▶ _To do_:
Among the entries below, how many lines hold the word "label"? Reply with the number only.

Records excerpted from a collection

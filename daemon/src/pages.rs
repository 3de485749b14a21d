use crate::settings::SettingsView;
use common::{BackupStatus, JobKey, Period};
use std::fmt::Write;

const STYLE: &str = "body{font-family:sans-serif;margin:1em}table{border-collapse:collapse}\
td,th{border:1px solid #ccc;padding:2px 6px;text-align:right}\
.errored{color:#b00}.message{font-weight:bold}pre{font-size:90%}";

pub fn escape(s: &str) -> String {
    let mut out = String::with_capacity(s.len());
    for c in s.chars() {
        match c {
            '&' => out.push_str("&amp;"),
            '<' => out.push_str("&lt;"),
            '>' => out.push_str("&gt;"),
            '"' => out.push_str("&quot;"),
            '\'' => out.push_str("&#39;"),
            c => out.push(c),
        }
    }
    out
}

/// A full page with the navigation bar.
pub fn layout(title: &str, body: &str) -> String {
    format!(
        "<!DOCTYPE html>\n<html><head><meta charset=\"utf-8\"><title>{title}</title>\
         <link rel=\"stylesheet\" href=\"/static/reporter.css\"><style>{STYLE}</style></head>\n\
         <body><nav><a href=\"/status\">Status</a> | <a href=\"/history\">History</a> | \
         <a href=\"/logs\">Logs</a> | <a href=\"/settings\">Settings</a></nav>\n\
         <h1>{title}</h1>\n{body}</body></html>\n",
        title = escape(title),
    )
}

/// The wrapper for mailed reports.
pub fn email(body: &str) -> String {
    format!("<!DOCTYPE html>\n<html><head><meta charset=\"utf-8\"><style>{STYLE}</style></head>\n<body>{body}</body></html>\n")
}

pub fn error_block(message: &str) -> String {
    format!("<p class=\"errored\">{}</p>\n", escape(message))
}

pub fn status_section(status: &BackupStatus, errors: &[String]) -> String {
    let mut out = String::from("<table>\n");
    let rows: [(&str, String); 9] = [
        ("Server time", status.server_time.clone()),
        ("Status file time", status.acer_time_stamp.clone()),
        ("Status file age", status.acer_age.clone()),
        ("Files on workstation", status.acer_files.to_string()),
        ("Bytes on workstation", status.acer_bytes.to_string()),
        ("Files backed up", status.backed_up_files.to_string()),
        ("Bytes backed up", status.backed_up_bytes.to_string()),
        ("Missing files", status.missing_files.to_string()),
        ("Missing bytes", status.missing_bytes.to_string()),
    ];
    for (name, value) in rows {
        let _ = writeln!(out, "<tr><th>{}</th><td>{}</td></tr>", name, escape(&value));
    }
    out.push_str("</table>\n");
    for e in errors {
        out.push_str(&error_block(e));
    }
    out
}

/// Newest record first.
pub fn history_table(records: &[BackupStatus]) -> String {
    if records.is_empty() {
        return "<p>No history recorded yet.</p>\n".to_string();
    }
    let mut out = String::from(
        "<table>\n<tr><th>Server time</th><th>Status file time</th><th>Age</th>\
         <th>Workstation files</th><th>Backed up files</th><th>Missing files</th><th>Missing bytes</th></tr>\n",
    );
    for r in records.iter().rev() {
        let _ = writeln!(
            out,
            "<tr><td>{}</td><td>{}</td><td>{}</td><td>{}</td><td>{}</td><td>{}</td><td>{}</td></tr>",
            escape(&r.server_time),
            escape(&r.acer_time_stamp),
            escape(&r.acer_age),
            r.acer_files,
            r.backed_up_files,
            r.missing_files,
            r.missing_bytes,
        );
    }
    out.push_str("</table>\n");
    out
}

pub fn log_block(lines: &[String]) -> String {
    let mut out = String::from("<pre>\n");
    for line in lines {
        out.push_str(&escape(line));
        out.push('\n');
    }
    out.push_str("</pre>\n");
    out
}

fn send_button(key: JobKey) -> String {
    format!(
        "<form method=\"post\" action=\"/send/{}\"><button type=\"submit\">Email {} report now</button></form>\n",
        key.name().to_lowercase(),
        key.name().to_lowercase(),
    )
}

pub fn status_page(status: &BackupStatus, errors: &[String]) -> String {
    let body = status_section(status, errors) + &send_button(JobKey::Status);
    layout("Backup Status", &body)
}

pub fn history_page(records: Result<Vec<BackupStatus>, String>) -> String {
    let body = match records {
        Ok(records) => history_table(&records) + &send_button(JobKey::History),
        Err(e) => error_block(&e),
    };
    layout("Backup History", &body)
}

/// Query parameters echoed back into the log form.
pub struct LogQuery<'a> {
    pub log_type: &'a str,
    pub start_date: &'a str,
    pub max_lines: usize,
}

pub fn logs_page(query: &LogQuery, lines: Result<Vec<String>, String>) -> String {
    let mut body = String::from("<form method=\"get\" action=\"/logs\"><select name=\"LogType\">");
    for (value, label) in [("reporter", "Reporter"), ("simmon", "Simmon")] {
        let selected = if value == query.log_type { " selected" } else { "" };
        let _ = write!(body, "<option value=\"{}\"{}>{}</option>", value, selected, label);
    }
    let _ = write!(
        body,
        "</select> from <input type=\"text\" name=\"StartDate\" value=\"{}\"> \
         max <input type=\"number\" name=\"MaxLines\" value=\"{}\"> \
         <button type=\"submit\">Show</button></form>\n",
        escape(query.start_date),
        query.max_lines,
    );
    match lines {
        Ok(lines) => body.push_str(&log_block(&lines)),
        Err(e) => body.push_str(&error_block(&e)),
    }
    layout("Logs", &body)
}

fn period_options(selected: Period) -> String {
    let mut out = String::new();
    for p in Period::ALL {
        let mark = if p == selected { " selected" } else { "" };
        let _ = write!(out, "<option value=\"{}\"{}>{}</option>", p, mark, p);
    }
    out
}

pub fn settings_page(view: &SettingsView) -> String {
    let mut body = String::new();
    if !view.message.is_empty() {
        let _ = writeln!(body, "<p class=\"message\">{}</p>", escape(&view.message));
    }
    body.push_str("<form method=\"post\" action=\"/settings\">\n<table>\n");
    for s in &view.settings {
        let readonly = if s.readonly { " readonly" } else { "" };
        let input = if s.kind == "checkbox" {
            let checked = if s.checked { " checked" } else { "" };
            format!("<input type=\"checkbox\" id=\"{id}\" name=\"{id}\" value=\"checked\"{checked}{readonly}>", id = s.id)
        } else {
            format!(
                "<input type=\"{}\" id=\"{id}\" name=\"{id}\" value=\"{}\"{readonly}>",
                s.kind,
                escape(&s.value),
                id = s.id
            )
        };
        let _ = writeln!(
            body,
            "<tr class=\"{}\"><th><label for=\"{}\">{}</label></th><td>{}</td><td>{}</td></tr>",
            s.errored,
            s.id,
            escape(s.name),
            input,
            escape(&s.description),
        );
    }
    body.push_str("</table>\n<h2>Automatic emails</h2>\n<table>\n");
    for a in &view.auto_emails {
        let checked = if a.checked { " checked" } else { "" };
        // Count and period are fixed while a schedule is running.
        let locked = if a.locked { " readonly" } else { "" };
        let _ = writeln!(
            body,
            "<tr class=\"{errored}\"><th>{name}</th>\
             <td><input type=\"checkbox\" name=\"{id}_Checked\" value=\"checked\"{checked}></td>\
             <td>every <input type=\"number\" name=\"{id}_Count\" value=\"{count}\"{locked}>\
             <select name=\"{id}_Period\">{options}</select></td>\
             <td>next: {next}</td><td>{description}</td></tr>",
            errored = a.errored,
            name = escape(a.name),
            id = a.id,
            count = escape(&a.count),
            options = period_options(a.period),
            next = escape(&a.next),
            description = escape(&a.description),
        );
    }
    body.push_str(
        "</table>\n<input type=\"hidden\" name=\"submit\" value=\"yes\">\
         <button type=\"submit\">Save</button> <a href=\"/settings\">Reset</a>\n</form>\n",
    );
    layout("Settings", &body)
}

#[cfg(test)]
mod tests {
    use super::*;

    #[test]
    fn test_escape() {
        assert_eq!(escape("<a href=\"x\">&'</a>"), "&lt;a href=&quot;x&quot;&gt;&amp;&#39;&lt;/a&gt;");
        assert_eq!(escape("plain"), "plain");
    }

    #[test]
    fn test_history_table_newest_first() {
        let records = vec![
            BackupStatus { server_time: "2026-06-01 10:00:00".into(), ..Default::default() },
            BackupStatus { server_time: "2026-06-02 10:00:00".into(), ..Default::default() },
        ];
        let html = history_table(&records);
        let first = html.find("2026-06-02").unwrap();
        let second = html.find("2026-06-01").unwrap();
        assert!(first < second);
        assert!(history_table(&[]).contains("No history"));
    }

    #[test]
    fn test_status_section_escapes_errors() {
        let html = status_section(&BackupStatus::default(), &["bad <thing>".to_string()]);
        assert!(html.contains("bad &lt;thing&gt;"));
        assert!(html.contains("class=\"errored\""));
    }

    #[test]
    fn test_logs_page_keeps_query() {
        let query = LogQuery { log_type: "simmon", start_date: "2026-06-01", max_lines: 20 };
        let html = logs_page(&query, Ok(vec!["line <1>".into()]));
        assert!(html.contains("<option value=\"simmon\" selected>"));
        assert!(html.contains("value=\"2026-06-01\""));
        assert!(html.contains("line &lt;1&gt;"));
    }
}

▶ _Response to the exercise_:
3